PROMPT
Show each line of the data below that has the string "leftover" in it.

DATA FOR ANALYSIS
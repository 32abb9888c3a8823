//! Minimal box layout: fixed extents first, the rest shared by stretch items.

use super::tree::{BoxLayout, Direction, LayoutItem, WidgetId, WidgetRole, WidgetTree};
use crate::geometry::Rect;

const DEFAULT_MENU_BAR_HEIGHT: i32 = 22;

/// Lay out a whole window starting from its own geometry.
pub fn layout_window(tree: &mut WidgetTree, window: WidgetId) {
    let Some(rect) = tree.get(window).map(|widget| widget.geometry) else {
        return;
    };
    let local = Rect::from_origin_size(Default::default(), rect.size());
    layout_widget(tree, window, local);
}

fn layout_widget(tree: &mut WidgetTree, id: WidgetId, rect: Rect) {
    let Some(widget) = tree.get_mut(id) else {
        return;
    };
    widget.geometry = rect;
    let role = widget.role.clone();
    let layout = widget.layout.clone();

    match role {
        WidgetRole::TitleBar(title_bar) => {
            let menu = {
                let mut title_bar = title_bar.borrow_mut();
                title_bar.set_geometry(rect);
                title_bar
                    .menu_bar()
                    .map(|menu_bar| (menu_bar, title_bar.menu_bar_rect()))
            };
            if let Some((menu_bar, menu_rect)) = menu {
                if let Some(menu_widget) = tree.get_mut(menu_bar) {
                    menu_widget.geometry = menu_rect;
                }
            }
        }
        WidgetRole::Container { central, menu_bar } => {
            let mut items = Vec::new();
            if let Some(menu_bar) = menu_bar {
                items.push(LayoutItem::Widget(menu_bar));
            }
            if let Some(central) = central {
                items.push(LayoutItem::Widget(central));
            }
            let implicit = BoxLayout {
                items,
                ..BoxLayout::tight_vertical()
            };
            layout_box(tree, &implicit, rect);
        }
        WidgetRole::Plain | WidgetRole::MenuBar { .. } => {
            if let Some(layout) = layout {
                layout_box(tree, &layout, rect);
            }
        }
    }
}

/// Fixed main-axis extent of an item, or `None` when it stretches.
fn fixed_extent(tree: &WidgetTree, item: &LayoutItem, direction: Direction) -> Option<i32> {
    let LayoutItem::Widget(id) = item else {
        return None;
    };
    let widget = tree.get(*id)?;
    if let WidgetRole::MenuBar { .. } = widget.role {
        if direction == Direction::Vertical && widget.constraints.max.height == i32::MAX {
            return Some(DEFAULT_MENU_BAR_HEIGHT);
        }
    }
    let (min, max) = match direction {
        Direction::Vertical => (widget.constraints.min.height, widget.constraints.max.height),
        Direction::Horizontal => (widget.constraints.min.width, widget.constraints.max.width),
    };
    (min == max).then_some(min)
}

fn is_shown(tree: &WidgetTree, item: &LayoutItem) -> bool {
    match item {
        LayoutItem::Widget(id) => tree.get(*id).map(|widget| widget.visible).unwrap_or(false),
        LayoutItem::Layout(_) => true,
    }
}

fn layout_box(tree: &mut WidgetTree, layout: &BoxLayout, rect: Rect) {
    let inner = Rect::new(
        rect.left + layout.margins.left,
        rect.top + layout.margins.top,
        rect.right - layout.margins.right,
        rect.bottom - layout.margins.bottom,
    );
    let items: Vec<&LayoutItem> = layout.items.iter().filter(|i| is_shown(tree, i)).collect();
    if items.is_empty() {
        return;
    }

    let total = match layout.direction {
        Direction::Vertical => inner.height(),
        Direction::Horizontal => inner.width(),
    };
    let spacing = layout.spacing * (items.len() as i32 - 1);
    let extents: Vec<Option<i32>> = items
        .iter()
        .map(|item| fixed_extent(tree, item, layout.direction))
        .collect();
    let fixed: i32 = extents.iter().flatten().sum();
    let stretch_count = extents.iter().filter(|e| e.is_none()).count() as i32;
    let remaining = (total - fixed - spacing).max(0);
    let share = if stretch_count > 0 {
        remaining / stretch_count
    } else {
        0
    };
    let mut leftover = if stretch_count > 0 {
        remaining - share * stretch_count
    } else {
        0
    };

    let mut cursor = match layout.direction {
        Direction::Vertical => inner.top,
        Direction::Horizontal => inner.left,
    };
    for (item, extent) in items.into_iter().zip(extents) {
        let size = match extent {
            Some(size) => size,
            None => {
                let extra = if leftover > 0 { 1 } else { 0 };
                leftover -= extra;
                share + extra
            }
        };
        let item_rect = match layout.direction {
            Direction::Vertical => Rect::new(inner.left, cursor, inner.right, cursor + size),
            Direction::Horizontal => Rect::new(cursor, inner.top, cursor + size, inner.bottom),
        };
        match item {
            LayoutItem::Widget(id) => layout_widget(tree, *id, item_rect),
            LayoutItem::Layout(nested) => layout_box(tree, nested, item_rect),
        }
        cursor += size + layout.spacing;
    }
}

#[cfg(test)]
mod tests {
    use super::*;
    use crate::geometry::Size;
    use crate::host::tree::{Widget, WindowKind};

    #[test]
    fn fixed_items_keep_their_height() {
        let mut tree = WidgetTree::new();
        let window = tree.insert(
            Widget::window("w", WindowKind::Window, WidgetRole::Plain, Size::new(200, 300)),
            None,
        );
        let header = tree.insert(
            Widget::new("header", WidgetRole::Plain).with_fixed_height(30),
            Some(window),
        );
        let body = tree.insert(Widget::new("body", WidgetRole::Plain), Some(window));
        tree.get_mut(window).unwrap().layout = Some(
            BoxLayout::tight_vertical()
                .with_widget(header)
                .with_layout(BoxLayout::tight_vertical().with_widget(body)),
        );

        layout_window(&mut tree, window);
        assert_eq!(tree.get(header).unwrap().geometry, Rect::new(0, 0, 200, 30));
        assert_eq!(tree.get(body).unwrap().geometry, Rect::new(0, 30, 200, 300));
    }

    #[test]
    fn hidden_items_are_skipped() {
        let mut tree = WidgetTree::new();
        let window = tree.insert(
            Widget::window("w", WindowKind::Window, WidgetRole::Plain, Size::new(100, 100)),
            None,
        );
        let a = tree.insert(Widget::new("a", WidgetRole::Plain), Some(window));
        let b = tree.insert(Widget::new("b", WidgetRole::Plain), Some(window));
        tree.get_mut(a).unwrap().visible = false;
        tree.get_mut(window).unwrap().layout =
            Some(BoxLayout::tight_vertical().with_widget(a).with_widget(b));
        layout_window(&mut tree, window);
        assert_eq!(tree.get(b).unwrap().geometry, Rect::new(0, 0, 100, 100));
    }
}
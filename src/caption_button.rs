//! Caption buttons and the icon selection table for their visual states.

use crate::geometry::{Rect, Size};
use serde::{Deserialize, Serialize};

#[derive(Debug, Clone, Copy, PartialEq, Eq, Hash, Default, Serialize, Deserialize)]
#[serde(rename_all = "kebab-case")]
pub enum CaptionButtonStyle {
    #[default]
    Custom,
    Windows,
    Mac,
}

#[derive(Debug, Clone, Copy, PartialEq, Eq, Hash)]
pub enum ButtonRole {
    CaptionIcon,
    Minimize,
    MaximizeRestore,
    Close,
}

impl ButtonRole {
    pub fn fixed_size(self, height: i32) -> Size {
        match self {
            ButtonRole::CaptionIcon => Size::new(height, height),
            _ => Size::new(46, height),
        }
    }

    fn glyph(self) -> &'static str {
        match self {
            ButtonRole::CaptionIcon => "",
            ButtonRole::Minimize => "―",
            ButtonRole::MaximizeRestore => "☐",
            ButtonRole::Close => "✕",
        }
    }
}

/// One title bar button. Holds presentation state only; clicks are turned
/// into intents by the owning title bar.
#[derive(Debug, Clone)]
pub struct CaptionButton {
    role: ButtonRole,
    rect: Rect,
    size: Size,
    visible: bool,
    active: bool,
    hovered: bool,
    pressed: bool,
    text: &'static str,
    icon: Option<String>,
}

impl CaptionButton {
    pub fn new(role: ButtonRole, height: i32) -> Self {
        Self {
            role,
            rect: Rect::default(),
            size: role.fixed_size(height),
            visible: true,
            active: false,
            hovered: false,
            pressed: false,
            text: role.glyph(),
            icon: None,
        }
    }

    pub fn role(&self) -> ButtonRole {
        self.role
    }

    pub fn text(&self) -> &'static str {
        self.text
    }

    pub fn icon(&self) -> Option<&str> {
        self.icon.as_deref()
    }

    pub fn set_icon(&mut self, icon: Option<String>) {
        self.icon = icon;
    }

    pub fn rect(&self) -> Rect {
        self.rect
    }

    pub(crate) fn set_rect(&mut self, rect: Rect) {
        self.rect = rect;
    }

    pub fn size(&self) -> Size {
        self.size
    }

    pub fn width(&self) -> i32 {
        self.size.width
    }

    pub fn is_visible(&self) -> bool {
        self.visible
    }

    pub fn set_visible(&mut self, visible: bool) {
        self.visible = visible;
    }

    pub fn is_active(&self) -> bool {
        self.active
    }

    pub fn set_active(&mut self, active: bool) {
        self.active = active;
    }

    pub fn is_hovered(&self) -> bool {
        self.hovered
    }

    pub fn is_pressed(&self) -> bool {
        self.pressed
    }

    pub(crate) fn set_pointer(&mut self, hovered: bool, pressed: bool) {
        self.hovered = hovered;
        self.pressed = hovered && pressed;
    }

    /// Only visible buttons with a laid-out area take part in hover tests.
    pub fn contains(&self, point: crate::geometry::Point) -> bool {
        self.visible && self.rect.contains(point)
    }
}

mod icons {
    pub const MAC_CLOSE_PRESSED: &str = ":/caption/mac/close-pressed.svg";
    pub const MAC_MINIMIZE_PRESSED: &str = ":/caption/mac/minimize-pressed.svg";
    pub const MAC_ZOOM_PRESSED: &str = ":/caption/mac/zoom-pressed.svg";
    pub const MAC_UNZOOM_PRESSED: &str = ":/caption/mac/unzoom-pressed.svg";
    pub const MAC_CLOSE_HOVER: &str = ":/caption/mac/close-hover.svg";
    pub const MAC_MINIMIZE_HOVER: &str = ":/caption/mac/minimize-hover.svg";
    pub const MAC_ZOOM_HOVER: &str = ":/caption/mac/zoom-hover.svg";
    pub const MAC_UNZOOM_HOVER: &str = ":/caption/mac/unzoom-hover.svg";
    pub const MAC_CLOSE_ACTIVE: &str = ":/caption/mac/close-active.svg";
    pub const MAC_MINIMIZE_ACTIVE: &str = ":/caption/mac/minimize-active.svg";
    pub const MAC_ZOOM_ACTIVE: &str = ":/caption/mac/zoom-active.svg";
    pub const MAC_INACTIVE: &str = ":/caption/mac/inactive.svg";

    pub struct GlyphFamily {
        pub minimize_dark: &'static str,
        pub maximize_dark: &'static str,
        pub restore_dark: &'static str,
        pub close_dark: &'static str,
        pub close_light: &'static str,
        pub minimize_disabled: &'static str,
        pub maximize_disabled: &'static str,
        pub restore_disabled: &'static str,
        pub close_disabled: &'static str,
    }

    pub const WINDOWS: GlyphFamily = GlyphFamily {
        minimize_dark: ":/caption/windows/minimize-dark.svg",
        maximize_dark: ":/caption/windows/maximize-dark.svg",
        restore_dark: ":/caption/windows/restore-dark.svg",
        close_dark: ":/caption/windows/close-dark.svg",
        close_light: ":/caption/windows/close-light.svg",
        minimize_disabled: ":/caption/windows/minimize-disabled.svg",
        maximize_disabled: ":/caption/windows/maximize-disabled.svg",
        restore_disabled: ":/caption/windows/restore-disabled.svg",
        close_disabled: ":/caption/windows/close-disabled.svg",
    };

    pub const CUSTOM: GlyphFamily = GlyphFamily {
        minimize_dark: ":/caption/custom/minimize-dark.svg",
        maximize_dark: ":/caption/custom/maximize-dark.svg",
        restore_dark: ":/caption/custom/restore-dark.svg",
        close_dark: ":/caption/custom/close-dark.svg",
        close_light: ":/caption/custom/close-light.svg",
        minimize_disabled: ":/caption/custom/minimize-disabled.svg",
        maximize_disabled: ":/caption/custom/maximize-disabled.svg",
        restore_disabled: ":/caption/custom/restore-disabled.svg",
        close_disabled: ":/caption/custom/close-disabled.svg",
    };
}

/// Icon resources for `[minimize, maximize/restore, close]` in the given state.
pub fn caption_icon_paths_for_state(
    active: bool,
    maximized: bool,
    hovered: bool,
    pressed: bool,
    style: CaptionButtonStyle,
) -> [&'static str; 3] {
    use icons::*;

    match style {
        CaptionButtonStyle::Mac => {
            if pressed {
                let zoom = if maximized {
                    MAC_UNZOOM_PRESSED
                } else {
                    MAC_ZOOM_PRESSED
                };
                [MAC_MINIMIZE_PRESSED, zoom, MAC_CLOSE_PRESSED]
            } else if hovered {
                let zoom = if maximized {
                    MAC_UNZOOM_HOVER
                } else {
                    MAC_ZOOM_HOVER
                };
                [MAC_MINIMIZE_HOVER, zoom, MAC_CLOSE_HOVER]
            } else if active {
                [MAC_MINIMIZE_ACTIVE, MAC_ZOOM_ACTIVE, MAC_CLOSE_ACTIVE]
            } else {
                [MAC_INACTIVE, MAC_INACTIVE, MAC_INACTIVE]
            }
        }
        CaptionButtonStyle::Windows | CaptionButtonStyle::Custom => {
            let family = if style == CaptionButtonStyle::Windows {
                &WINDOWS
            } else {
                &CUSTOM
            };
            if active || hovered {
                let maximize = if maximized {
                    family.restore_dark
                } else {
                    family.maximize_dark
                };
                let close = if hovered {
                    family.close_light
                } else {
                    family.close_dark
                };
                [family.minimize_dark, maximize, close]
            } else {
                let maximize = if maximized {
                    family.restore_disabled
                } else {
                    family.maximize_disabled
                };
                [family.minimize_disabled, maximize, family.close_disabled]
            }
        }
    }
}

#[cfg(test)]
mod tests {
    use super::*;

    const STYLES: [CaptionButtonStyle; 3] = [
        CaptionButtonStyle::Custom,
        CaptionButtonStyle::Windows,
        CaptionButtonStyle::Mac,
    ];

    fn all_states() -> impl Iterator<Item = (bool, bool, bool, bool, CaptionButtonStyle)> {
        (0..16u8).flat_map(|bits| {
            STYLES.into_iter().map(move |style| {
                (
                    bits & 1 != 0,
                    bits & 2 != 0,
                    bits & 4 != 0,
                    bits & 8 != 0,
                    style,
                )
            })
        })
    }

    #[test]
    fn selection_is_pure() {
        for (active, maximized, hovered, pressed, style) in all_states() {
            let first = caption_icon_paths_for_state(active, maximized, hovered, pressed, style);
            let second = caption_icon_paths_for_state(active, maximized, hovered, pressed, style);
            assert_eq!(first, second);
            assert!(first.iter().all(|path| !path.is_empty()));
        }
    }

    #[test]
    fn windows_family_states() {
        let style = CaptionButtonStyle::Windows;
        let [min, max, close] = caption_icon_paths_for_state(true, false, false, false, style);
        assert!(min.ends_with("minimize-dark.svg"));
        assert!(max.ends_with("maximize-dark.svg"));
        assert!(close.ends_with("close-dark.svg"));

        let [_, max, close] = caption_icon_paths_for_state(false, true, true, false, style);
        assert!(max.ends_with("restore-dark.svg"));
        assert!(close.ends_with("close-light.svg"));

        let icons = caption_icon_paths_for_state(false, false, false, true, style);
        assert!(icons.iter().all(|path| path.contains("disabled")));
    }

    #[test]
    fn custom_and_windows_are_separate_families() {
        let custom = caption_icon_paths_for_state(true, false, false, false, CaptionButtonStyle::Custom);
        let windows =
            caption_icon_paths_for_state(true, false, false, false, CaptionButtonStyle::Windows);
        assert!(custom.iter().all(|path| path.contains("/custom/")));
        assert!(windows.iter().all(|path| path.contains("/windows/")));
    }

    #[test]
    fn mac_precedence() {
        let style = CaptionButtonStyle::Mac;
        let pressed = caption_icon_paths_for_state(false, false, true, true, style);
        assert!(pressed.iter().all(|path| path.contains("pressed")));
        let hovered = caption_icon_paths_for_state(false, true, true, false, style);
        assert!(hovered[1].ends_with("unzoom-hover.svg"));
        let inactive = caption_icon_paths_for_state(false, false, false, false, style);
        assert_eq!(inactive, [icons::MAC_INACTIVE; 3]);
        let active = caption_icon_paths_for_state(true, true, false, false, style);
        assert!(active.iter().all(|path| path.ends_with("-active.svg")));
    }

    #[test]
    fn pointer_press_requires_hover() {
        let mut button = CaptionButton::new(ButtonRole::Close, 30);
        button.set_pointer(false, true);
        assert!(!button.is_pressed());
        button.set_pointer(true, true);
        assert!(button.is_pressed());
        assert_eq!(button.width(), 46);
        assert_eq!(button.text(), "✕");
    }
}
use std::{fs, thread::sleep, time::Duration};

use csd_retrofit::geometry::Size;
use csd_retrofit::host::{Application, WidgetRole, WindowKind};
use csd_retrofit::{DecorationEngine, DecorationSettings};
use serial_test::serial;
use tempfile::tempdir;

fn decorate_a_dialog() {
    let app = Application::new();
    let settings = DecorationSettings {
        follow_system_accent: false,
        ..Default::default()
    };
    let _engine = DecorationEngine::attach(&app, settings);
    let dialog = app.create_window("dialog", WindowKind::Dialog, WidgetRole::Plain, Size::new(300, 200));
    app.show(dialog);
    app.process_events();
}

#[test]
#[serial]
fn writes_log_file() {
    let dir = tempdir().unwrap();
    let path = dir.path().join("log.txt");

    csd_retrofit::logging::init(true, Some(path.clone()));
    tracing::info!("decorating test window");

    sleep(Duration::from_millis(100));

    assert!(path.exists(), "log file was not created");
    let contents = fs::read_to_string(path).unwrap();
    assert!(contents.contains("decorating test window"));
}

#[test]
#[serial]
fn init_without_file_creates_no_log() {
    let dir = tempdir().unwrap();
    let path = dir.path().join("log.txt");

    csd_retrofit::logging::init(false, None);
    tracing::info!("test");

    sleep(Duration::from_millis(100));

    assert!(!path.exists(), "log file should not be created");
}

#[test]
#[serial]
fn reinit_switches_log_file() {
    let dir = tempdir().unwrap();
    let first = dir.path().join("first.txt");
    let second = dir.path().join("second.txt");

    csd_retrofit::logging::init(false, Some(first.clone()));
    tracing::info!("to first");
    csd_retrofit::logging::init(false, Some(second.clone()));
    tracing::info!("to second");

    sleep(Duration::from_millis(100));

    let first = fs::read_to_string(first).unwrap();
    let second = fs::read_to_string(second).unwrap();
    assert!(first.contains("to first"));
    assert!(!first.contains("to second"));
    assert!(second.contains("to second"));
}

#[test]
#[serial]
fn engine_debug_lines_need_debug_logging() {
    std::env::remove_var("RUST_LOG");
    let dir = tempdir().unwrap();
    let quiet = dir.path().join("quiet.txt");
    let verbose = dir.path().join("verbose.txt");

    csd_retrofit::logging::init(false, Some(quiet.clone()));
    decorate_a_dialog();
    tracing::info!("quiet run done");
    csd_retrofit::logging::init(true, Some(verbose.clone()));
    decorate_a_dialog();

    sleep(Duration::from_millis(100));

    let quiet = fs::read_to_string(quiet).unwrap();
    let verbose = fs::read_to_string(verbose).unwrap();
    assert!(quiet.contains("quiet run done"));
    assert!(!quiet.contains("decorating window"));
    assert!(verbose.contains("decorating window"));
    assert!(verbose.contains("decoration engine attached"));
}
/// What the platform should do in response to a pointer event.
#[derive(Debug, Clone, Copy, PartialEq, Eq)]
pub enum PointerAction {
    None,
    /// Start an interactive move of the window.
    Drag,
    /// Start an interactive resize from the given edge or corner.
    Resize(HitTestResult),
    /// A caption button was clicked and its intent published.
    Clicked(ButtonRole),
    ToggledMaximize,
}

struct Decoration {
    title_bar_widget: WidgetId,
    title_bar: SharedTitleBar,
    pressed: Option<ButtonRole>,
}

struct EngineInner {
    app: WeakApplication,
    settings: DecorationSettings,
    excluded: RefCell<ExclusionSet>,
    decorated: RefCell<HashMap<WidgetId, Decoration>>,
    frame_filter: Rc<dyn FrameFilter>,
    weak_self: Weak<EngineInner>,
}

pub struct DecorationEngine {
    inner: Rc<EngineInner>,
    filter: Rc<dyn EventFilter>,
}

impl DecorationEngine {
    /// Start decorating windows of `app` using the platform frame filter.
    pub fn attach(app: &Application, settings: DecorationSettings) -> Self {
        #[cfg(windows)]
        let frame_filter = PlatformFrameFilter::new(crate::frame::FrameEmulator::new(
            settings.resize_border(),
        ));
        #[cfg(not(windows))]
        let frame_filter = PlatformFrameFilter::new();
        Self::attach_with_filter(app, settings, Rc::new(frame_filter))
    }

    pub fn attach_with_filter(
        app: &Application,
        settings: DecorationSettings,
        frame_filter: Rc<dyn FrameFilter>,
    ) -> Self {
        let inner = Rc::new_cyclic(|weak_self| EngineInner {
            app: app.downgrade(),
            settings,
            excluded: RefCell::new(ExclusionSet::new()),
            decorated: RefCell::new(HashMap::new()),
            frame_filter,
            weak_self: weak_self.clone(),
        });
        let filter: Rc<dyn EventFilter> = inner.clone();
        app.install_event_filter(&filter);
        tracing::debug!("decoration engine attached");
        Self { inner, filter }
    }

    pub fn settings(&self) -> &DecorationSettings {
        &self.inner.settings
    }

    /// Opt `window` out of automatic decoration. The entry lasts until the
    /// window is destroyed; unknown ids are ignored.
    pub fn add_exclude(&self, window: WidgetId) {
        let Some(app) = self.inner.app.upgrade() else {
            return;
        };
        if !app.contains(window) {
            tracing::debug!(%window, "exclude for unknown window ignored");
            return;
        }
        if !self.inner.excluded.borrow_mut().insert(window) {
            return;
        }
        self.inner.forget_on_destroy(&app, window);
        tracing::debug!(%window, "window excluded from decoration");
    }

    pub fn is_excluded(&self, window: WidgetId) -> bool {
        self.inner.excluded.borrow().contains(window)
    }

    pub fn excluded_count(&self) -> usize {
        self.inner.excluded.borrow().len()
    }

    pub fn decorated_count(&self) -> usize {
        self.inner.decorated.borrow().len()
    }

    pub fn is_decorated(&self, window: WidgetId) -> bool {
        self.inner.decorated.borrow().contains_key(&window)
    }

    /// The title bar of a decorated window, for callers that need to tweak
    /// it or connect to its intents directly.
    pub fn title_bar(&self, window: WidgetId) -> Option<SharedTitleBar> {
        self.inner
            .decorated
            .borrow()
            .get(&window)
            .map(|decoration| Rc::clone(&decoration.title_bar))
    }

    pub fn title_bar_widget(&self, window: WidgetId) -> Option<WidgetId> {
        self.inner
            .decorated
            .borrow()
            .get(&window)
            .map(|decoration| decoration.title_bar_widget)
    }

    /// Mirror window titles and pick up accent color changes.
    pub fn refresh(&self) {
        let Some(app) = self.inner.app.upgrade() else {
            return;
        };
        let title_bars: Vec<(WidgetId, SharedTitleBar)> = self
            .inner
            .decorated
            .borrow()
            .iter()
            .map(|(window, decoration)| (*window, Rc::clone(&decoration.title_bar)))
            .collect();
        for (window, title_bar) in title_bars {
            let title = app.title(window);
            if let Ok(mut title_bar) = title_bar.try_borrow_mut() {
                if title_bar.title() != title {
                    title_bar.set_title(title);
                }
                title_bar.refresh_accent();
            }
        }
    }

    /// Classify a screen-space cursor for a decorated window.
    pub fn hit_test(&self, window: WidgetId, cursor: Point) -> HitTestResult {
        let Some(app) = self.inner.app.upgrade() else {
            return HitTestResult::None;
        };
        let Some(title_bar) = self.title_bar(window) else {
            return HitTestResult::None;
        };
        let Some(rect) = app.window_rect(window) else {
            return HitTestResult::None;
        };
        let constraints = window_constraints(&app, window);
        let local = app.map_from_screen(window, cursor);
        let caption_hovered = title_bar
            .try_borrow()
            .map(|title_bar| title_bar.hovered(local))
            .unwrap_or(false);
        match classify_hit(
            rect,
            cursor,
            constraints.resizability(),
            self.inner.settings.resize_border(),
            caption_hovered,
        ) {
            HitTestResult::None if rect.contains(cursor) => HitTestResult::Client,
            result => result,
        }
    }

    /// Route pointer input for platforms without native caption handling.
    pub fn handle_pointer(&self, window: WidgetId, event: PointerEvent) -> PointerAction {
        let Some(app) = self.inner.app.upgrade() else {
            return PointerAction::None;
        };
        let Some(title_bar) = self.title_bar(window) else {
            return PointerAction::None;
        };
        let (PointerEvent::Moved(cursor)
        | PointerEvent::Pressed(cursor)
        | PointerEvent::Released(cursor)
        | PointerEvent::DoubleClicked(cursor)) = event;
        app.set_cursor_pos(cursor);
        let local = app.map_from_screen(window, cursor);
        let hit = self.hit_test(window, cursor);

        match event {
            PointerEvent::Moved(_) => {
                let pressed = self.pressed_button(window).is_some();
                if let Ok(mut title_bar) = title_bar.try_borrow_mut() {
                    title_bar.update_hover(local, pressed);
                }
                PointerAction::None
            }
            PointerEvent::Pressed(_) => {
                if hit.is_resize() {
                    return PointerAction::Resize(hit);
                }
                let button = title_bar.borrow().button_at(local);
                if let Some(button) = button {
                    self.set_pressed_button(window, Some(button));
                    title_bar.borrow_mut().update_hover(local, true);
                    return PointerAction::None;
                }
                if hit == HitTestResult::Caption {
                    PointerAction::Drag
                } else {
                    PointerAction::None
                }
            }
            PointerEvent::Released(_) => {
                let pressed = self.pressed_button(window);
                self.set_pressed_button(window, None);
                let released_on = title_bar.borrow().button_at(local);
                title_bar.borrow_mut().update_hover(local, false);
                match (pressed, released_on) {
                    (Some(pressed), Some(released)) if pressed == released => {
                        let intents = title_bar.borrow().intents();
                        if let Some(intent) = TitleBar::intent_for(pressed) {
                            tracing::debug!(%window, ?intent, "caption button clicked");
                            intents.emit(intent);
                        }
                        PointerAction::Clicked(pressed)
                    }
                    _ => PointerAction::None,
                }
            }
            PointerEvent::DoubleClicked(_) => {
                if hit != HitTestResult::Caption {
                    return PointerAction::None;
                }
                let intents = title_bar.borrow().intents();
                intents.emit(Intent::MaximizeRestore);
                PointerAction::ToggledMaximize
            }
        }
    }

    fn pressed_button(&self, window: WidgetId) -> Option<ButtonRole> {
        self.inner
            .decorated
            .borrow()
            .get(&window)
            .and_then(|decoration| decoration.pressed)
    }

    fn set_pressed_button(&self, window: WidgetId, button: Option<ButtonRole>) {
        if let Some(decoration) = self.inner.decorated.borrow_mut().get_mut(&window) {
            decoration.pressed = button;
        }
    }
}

RESPONSE TO THE EXERCISE
    let mut leftover = if stretch_count > 0 {
                let extra = if leftover > 0 { 1 } else { 0 };
                leftover -= extra;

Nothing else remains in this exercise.